Pillole di "dolori" e altro....
- partenza con handicap... 
- ginocchio destro che fa i capricci, si gonfia al 50 e si sgonfia a Brisighella, ma senza fare male
- provo a fare retrorunning.... nooooooo... mi prende un crampo incredibile, per fortuna passa....
- polpacci che urlano... per fortuna c'erano i massaggi...
- poca fame, ma dovevo mangiare... 
- gli ultimi ristori a biscotto (1), nutella e tè (me li preparavo da sola)....
- divertirsi a correre con la torcia, come i bambini....

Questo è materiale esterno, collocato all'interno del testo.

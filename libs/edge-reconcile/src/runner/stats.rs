//! Per-command retry bookkeeping.

use std::sync::Arc;
use std::time::Duration;

use chrono::{DateTime, Utc};

/// Retry state of one command, keyed by command id.
///
/// Absent until the command first fails. A success replaces it with the
/// [`reset`](Self::reset) value so a later failure starts backing off from the
/// first tier again.
#[derive(Debug, Clone)]
pub struct CommandRunStats {
    run_count: u32,
    last_run_utc: Option<DateTime<Utc>>,
    last_error: Option<Arc<anyhow::Error>>,
    give_up_reported: bool,
}

impl CommandRunStats {
    pub(crate) fn first_failure(now: DateTime<Utc>, error: Arc<anyhow::Error>) -> Self {
        Self {
            run_count: 1,
            last_run_utc: Some(now),
            last_error: Some(error),
            give_up_reported: false,
        }
    }

    pub(crate) fn reset() -> Self {
        Self {
            run_count: 0,
            last_run_utc: None,
            last_error: None,
            give_up_reported: false,
        }
    }

    pub(crate) fn record_failure(&mut self, now: DateTime<Utc>, error: Arc<anyhow::Error>) {
        self.run_count = self.run_count.saturating_add(1);
        self.last_run_utc = Some(now);
        self.last_error = Some(error);
        self.give_up_reported = false;
    }

    /// Marks the give-up as reported; returns `true` only the first time.
    pub(crate) fn report_give_up(&mut self) -> bool {
        !std::mem::replace(&mut self.give_up_reported, true)
    }

    /// Consecutive failed attempts.
    #[must_use]
    pub fn run_count(&self) -> u32 {
        self.run_count
    }

    #[must_use]
    pub fn last_run_utc(&self) -> Option<DateTime<Utc>> {
        self.last_run_utc
    }

    #[must_use]
    pub fn last_error(&self) -> Option<&anyhow::Error> {
        self.last_error.as_deref()
    }

    #[must_use]
    pub fn is_reset(&self) -> bool {
        self.run_count == 0
    }
}

/// Whether a command should be attempted in the current pass.
#[derive(Debug, Clone, Copy, PartialEq, Eq)]
pub enum RunDecision {
    Run,
    /// Still inside the cool-off window of the last failure.
    CoolingOff {
        run_count: u32,
        cool_off: Duration,
        elapsed: Duration,
    },
    /// Reached the maximum attempt count for this deployment.
    GaveUp {
        run_count: u32,
        first_notice: bool,
    },
}

impl RunDecision {
    #[must_use]
    pub fn should_run(&self) -> bool {
        matches!(self, Self::Run)
    }
}

/// Cool-off before the attempt following `run_count` failures: `unit * 2^run_count`.
pub(crate) fn cool_off_period(unit: Duration, run_count: u32) -> Duration {
    2_u32
        .checked_pow(run_count)
        .and_then(|factor| unit.checked_mul(factor))
        .unwrap_or(Duration::MAX)
}

/// Decides whether the command owning `stats` may run at `now`.
pub(crate) fn decide(
    stats: Option<&mut CommandRunStats>,
    now: DateTime<Utc>,
    max_run_count: u32,
    cool_off_unit: Duration,
) -> RunDecision {
    let Some(stats) = stats else {
        return RunDecision::Run;
    };
    if stats.is_reset() {
        return RunDecision::Run;
    }
    if stats.run_count >= max_run_count {
        return RunDecision::GaveUp {
            run_count: stats.run_count,
            first_notice: stats.report_give_up(),
        };
    }

    let cool_off = cool_off_period(cool_off_unit, stats.run_count);
    let elapsed = stats
        .last_run_utc
        .map_or(Duration::MAX, |last| {
            now.signed_duration_since(last)
                .to_std()
                .unwrap_or(Duration::ZERO)
        });

    if elapsed > cool_off {
        RunDecision::Run
    } else {
        RunDecision::CoolingOff {
            run_count: stats.run_count,
            cool_off,
            elapsed,
        }
    }
}
use std::collections::BTreeSet;

use crate::model::{ModelError, Module};

/// Delta between two [`ModuleSet`](crate::ModuleSet)s.
///
/// A module name appears in at most one of the two lists. The empty diff means
/// no action is needed.
#[derive(Debug, Clone, Default, PartialEq, Eq)]
pub struct Diff {
    updated: Vec<Module>,
    removed: Vec<String>,
}

impl Diff {
    #[must_use]
    pub fn empty() -> Self {
        Self::default()
    }

    /// Build a diff from modules to create or update and names to remove.
    ///
    /// # Errors
    /// Returns [`ModelError::DuplicateModule`] if a name repeats within one
    /// list, or [`ModelError::ConflictingDiff`] if a name is in both.
    pub fn new(updated: Vec<Module>, removed: Vec<String>) -> Result<Self, ModelError> {
        let mut updated_names = BTreeSet::new();
        for module in &updated {
            if !updated_names.insert(module.name.as_str()) {
                return Err(ModelError::DuplicateModule {
                    name: module.name.clone(),
                });
            }
        }

        let mut removed_names = BTreeSet::new();
        for name in &removed {
            if updated_names.contains(name.as_str()) {
                return Err(ModelError::ConflictingDiff { name: name.clone() });
            }
            if !removed_names.insert(name.as_str()) {
                return Err(ModelError::DuplicateModule { name: name.clone() });
            }
        }

        Ok(Self::from_disjoint(updated, removed))
    }

    /// Callers guarantee the lists are disjoint and free of duplicates.
    pub(crate) fn from_disjoint(updated: Vec<Module>, removed: Vec<String>) -> Self {
        Self { updated, removed }
    }

    #[must_use]
    pub fn is_empty(&self) -> bool {
        self.updated.is_empty() && self.removed.is_empty()
    }

    /// Modules to create, or whose configuration changed.
    #[must_use]
    pub fn updated(&self) -> &[Module] {
        &self.updated
    }

    /// Names present in the current state but absent from the desired state.
    #[must_use]
    pub fn removed(&self) -> &[String] {
        &self.removed
    }
}
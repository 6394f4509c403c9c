//! Plans and the planner that derives them from a [`Diff`].

use std::sync::Arc;

use crate::command::{Command, ModuleRuntime};
use crate::diff::Diff;
use crate::model::{ModuleSet, ModuleStatus};

/// An ordered sequence of commands for one reconciliation pass.
#[derive(Debug, Clone, Default)]
pub struct Plan {
    commands: Vec<Command>,
}

impl Plan {
    #[must_use]
    pub fn new(commands: Vec<Command>) -> Self {
        Self { commands }
    }

    #[must_use]
    pub fn empty() -> Self {
        Self::default()
    }

    #[must_use]
    pub fn commands(&self) -> &[Command] {
        &self.commands
    }

    #[must_use]
    pub fn len(&self) -> usize {
        self.commands.len()
    }

    #[must_use]
    pub fn is_empty(&self) -> bool {
        self.commands.is_empty()
    }

    pub fn iter(&self) -> std::slice::Iter<'_, Command> {
        self.commands.iter()
    }
}

impl<'a> IntoIterator for &'a Plan {
    type Item = &'a Command;
    type IntoIter = std::slice::Iter<'a, Command>;

    fn into_iter(self) -> Self::IntoIter {
        self.commands.iter()
    }
}

impl FromIterator<Command> for Plan {
    fn from_iter<T: IntoIterator<Item = Command>>(iter: T) -> Self {
        Self::new(iter.into_iter().collect())
    }
}

/// Builds plans against a single runtime.
///
/// Ordering:
/// 1. removals, each as `stop` then `remove`;
/// 2. updates of modules already present in the current state;
/// 3. creations of new modules, followed by `start` when they should run.
///
/// An updated module whose desired status is stopped gets a trailing `stop`.
pub struct Planner {
    runtime: Arc<dyn ModuleRuntime>,
}

impl Planner {
    #[must_use]
    pub fn new(runtime: Arc<dyn ModuleRuntime>) -> Self {
        Self { runtime }
    }

    #[must_use]
    pub fn plan(&self, current: &ModuleSet, diff: &Diff) -> Plan {
        let mut commands = Vec::new();

        for name in diff.removed() {
            if current.contains(name) {
                commands.push(Command::stop(&self.runtime, name.as_str()));
            }
            commands.push(Command::remove(&self.runtime, name.as_str()));
        }

        let (changed, added): (Vec<_>, Vec<_>) = diff
            .updated()
            .iter()
            .partition(|module| current.contains(&module.name));

        for next in changed {
            let Some(existing) = current.get(&next.name) else {
                continue;
            };
            commands.push(Command::update(
                &self.runtime,
                existing.clone(),
                next.clone(),
            ));
            if next.desired_status == ModuleStatus::Stopped {
                commands.push(Command::stop(&self.runtime, next.name.as_str()));
            }
        }

        for module in added {
            commands.push(Command::create(&self.runtime, module.clone()));
            if module.desired_status == ModuleStatus::Running {
                commands.push(Command::start(&self.runtime, module.name.as_str()));
            }
        }

        tracing::debug!(
            removed = diff.removed().len(),
            updated = diff.updated().len(),
            commands = commands.len(),
            "built reconciliation plan"
        );

        Plan::new(commands)
    }

    /// Convenience wrapper: diff `desired` against `current` and plan the result.
    #[must_use]
    pub fn plan_for(&self, desired: &ModuleSet, current: &ModuleSet) -> Plan {
        self.plan(current, &desired.diff(current))
    }
}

- cantare (in qualche modo dovevo mettere a frutto le mie lezioni di canto...)


Ringraziamenti....
- alla compagnia dei 30 udinesi 
- all'assistenza di Marina all'arrivo, grazie davvero, sono momenti difficili
- a Barbara, grande compagna di viaggio
. a Luca, grande compagno di viaggio, "invictus"

e soprattutto a tutti coloro che hanno creduto in me. Io non ero così convinta. Grazie.
Dedico questo Passatore a chi soffre. Che la vita possa far provare anche solo un attimo di serenità.